◆ The problem:
Everything from the line that contains "the same second." to the end of the data below is to be reproduced verbatim; leave all else out.
Top of The data
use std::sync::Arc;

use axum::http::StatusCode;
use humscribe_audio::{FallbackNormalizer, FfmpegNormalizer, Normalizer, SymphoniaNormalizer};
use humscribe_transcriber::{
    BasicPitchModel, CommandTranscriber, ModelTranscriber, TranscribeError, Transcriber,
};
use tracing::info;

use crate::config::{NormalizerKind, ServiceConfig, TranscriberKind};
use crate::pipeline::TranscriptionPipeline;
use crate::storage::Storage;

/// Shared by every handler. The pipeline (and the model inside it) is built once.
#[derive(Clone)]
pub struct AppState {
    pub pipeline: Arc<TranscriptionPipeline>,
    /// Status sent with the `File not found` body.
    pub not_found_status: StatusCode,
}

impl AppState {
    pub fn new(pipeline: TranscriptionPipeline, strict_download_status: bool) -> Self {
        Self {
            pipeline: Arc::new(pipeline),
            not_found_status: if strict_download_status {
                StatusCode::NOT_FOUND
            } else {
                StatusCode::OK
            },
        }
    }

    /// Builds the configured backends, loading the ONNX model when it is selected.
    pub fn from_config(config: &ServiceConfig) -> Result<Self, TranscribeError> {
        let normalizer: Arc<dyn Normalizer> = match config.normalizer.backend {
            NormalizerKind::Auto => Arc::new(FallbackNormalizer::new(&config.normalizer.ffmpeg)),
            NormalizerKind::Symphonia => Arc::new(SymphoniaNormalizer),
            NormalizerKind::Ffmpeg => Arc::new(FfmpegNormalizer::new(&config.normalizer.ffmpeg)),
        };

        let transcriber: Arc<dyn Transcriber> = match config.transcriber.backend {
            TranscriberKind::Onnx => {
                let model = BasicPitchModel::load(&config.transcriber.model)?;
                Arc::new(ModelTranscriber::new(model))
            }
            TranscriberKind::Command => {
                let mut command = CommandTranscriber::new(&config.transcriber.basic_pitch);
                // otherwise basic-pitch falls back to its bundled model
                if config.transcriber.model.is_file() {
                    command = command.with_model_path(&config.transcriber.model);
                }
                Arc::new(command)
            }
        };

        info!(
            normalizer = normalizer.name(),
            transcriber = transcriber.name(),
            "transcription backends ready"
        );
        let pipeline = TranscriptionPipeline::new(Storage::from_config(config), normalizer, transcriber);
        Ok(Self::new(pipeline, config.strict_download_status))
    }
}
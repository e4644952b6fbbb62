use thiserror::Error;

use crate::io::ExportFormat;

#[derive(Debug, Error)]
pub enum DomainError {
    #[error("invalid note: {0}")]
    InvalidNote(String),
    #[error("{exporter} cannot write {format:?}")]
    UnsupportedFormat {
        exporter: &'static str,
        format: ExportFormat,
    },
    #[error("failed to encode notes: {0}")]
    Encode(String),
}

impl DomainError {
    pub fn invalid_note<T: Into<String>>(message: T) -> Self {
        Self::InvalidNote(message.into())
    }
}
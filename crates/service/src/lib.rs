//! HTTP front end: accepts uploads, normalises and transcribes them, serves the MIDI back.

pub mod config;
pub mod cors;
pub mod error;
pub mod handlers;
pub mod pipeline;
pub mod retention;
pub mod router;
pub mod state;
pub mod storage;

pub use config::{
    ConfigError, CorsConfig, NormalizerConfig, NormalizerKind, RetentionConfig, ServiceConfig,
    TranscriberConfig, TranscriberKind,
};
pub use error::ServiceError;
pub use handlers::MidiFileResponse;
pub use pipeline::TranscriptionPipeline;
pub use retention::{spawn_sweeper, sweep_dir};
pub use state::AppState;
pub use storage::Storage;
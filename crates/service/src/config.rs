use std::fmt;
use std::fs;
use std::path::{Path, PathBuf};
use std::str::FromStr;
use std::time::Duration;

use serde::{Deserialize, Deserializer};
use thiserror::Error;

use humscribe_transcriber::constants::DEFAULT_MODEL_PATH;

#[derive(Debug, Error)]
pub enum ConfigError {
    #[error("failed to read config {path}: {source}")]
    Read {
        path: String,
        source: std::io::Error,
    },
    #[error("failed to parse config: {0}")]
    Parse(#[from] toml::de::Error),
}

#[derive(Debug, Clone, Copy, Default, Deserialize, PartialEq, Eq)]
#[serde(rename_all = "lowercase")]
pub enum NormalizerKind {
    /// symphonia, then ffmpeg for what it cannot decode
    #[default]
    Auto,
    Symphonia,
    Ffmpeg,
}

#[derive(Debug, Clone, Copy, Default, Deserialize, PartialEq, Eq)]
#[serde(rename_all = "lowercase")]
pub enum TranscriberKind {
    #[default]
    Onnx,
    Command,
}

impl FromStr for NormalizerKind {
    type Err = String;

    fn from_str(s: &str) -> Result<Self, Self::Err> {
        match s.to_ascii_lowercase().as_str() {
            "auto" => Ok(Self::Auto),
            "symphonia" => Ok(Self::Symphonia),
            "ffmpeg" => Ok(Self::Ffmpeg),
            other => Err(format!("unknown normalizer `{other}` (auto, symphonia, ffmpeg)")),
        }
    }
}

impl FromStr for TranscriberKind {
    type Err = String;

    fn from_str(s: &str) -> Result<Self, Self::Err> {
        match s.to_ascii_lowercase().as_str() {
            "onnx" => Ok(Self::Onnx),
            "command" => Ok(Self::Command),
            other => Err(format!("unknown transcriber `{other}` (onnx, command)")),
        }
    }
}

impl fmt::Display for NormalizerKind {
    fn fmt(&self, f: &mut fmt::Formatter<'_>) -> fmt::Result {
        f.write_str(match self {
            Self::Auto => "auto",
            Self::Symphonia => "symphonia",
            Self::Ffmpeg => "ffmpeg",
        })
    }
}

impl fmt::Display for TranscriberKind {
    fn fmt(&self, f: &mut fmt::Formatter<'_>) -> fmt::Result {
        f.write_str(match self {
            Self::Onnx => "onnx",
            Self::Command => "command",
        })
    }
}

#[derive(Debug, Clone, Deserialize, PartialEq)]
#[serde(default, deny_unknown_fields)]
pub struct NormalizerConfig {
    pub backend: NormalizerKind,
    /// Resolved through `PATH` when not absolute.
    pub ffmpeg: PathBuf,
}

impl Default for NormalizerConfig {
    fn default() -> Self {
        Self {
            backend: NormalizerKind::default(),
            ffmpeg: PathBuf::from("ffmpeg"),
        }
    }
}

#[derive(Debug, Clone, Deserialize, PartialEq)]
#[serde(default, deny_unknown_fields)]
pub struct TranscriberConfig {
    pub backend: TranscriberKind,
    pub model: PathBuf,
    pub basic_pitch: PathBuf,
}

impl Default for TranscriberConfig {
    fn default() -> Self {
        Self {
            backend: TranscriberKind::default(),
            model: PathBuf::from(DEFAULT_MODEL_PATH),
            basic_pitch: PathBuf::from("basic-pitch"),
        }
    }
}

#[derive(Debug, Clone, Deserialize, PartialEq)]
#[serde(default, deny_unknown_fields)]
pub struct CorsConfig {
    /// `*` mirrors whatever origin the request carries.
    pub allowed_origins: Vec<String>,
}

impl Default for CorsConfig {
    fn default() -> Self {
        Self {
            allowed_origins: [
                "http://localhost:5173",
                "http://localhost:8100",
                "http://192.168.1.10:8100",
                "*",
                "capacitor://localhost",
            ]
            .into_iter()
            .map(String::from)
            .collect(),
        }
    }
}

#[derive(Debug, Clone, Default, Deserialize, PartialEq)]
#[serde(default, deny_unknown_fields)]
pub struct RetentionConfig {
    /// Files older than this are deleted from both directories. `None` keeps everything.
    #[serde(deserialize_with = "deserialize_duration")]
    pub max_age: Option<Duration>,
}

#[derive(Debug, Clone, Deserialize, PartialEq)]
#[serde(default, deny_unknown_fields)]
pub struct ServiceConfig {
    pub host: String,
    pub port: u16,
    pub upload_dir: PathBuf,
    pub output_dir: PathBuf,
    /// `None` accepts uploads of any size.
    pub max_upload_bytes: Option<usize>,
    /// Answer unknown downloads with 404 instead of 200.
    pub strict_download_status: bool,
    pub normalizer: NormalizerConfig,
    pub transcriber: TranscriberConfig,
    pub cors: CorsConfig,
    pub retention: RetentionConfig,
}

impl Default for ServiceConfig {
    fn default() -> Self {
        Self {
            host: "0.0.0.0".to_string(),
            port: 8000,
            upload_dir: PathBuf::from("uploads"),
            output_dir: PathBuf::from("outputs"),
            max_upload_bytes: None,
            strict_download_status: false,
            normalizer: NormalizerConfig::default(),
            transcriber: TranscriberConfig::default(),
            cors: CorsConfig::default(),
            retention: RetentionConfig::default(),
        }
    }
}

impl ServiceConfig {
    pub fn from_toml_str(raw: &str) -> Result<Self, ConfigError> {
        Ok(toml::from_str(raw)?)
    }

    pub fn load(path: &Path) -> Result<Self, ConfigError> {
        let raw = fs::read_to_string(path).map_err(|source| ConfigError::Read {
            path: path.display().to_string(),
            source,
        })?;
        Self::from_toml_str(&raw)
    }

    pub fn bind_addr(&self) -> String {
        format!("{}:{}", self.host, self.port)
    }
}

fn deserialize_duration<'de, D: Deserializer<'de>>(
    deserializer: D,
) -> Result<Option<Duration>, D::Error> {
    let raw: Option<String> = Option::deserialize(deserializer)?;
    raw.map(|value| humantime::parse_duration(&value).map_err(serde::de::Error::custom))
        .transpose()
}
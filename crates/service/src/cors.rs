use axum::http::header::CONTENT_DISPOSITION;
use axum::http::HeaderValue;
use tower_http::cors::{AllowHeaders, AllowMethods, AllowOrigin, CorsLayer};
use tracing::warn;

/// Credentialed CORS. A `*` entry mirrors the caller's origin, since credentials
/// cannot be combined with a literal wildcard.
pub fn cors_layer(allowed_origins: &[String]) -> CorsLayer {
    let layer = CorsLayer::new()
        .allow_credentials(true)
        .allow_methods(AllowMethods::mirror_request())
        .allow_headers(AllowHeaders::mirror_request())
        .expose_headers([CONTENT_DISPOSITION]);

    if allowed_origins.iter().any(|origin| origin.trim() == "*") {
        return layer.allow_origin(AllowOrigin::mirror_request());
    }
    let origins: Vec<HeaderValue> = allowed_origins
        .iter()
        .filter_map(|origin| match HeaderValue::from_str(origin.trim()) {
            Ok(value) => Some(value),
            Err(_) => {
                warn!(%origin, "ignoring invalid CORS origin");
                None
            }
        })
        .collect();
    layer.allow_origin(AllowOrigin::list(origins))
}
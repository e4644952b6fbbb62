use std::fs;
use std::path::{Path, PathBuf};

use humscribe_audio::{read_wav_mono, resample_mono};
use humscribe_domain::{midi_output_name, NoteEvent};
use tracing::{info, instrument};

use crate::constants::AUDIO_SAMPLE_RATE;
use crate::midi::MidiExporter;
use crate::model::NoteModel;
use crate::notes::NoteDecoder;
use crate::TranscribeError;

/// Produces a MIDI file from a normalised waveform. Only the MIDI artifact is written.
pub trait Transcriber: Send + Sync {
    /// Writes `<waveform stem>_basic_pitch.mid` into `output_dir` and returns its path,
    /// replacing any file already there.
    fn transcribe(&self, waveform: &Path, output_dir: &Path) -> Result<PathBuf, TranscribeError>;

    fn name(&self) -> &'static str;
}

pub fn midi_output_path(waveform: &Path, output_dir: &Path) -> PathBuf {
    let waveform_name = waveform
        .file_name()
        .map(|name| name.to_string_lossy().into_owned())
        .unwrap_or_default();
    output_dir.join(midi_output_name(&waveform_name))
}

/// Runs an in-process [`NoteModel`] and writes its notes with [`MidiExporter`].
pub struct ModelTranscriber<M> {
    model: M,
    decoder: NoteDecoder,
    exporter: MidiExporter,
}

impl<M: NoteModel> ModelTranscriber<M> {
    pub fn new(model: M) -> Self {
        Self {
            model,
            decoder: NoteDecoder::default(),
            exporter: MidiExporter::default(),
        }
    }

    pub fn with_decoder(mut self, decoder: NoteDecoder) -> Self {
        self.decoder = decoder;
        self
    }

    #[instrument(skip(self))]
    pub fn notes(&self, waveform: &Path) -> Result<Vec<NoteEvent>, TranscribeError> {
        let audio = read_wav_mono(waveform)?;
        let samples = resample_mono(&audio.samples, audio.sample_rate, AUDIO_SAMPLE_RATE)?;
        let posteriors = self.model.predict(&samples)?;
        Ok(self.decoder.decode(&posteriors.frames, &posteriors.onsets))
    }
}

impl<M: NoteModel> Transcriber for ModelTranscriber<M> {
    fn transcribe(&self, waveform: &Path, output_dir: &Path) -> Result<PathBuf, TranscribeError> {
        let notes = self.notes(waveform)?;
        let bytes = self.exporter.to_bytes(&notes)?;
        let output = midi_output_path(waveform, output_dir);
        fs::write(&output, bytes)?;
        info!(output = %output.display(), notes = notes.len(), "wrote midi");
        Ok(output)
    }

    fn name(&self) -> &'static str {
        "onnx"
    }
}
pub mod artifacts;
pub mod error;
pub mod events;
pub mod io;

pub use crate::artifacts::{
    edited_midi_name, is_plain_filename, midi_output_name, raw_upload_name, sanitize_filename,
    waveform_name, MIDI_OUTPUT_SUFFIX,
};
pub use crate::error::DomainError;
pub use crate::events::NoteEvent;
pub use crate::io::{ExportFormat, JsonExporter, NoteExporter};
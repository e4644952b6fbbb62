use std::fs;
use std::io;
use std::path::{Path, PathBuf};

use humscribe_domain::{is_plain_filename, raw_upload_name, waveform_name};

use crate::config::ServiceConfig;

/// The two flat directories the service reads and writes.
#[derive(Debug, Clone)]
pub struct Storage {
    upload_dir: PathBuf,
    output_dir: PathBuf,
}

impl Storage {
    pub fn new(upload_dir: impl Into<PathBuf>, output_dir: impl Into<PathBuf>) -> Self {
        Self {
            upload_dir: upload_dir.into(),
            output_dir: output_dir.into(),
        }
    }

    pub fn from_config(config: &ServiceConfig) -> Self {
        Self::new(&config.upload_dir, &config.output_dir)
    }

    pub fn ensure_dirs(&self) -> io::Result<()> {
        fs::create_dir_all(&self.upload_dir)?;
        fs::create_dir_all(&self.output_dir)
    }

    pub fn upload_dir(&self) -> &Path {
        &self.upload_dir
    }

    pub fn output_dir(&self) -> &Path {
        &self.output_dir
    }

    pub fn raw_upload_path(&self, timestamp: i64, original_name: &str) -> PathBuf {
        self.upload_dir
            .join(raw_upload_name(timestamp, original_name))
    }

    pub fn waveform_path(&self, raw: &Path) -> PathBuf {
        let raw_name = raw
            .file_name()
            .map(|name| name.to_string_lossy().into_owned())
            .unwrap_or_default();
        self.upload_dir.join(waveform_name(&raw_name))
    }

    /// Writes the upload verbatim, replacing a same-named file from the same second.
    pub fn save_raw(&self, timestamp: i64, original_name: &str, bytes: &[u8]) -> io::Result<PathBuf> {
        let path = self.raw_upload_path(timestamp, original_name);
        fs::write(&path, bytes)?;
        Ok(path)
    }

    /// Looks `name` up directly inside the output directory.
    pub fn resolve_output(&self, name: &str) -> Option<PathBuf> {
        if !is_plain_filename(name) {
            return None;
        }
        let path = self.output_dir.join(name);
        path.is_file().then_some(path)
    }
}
Bottom of The data
◆ Your solution:
    /// Writes the upload verbatim, replacing a same-named file from the same second.
    pub fn save_raw(&self, timestamp: i64, original_name: &str, bytes: &[u8]) -> io::Result<PathBuf> {
        let path = self.raw_upload_path(timestamp, original_name);
        fs::write(&path, bytes)?;
        Ok(path)
    }

    /// Looks `name` up directly inside the output directory.
    pub fn resolve_output(&self, name: &str) -> Option<PathBuf> {
        if !is_plain_filename(name) {
            return None;
        }
        let path = self.output_dir.join(name);
        path.is_file().then_some(path)
    }
}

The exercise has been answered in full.